- Exercise details:
Within the records, how many lines hold the word "collections"? State that number alone.

+===+

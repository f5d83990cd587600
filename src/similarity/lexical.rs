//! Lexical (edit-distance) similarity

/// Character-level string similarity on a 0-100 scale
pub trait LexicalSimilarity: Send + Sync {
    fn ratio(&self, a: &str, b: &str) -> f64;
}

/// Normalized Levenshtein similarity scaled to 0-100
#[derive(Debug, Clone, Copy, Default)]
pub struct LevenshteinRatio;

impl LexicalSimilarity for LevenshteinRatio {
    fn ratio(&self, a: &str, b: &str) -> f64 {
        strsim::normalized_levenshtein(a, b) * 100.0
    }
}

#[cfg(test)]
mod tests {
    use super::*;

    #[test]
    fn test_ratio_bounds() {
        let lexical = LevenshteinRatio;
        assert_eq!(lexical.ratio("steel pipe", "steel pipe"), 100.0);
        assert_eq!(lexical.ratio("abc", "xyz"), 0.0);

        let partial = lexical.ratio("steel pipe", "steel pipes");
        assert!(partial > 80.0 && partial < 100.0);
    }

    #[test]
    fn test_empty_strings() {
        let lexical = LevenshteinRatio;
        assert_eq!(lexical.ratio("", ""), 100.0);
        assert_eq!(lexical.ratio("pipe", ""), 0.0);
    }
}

+===+

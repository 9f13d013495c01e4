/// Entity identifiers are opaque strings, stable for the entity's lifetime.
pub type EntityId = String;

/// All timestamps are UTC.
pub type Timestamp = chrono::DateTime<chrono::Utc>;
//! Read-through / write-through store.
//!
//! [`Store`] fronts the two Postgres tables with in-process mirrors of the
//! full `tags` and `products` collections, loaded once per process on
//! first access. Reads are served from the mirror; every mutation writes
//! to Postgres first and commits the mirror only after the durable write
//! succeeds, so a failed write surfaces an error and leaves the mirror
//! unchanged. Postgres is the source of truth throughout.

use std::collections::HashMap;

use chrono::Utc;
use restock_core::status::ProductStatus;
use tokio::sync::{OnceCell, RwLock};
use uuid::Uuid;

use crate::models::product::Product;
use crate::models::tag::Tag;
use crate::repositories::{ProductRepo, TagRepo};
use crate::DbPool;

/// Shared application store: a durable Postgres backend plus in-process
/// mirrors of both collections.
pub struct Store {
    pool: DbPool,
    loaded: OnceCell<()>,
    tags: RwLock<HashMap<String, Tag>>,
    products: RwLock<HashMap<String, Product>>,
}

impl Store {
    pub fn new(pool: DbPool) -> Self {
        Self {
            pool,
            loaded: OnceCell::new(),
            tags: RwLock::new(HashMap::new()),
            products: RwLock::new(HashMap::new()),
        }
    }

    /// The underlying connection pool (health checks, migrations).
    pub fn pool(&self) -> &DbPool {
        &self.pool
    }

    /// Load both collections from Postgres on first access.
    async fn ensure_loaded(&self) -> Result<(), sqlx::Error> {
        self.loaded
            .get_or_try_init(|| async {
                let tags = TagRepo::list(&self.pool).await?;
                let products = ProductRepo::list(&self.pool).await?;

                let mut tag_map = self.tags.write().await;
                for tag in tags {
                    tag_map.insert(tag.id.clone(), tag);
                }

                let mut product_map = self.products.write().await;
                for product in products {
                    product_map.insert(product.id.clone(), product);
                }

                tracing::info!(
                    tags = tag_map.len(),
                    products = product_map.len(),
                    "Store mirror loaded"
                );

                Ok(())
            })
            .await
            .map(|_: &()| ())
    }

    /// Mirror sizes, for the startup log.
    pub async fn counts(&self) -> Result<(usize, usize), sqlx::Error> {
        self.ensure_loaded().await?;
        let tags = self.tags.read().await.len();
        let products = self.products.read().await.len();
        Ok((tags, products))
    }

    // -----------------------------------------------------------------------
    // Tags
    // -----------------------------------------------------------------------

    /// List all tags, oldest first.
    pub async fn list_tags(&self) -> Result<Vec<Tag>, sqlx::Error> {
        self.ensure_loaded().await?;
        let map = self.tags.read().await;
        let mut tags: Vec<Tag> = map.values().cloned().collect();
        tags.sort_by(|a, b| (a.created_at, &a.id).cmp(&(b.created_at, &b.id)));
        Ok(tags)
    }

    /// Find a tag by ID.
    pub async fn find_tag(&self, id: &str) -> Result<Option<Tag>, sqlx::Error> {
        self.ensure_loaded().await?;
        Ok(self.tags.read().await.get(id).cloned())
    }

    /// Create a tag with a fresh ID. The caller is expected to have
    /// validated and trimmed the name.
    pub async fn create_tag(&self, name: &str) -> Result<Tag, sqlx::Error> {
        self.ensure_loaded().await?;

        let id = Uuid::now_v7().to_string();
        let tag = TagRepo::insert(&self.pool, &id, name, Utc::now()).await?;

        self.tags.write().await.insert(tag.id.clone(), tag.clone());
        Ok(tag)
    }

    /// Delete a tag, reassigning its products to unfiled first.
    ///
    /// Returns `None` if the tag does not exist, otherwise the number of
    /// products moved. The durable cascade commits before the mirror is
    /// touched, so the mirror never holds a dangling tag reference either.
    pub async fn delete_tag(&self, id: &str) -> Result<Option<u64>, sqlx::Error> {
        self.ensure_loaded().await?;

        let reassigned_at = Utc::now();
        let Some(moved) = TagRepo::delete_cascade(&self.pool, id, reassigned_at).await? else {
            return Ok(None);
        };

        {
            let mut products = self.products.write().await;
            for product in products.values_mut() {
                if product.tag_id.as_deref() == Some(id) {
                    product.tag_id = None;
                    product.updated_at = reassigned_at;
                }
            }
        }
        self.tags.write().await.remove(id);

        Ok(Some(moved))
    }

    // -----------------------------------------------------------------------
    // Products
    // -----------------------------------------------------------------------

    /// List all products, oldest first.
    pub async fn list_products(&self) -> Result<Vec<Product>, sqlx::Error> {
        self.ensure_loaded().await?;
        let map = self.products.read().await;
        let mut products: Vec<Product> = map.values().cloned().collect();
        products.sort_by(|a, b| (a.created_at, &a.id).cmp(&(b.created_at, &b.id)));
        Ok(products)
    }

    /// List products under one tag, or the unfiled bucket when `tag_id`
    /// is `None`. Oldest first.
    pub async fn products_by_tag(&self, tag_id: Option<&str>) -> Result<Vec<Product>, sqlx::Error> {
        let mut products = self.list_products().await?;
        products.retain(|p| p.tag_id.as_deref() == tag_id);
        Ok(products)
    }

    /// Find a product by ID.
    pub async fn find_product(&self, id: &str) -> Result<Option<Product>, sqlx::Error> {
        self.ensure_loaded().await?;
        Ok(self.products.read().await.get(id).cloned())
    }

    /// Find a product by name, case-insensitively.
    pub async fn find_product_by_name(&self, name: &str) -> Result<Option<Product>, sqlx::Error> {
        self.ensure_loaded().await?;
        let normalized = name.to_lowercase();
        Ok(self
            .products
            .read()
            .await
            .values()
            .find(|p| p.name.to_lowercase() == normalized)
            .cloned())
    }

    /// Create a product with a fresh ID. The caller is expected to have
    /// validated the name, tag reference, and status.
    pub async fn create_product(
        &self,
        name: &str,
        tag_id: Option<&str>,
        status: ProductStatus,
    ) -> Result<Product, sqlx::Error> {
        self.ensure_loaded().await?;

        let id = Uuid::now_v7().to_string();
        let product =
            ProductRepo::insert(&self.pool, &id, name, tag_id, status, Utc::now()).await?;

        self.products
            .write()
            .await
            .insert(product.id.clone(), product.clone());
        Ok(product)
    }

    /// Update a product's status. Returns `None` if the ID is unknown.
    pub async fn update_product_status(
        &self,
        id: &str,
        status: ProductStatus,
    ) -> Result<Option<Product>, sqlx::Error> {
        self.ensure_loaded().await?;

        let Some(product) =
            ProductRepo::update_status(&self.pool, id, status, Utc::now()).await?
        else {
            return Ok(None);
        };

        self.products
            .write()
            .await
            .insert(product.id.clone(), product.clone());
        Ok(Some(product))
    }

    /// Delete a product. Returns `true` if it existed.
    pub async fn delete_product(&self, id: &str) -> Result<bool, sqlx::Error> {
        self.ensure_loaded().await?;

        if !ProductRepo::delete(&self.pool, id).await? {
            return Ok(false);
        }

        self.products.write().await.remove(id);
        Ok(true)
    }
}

+===+

- Solution to this problem:
4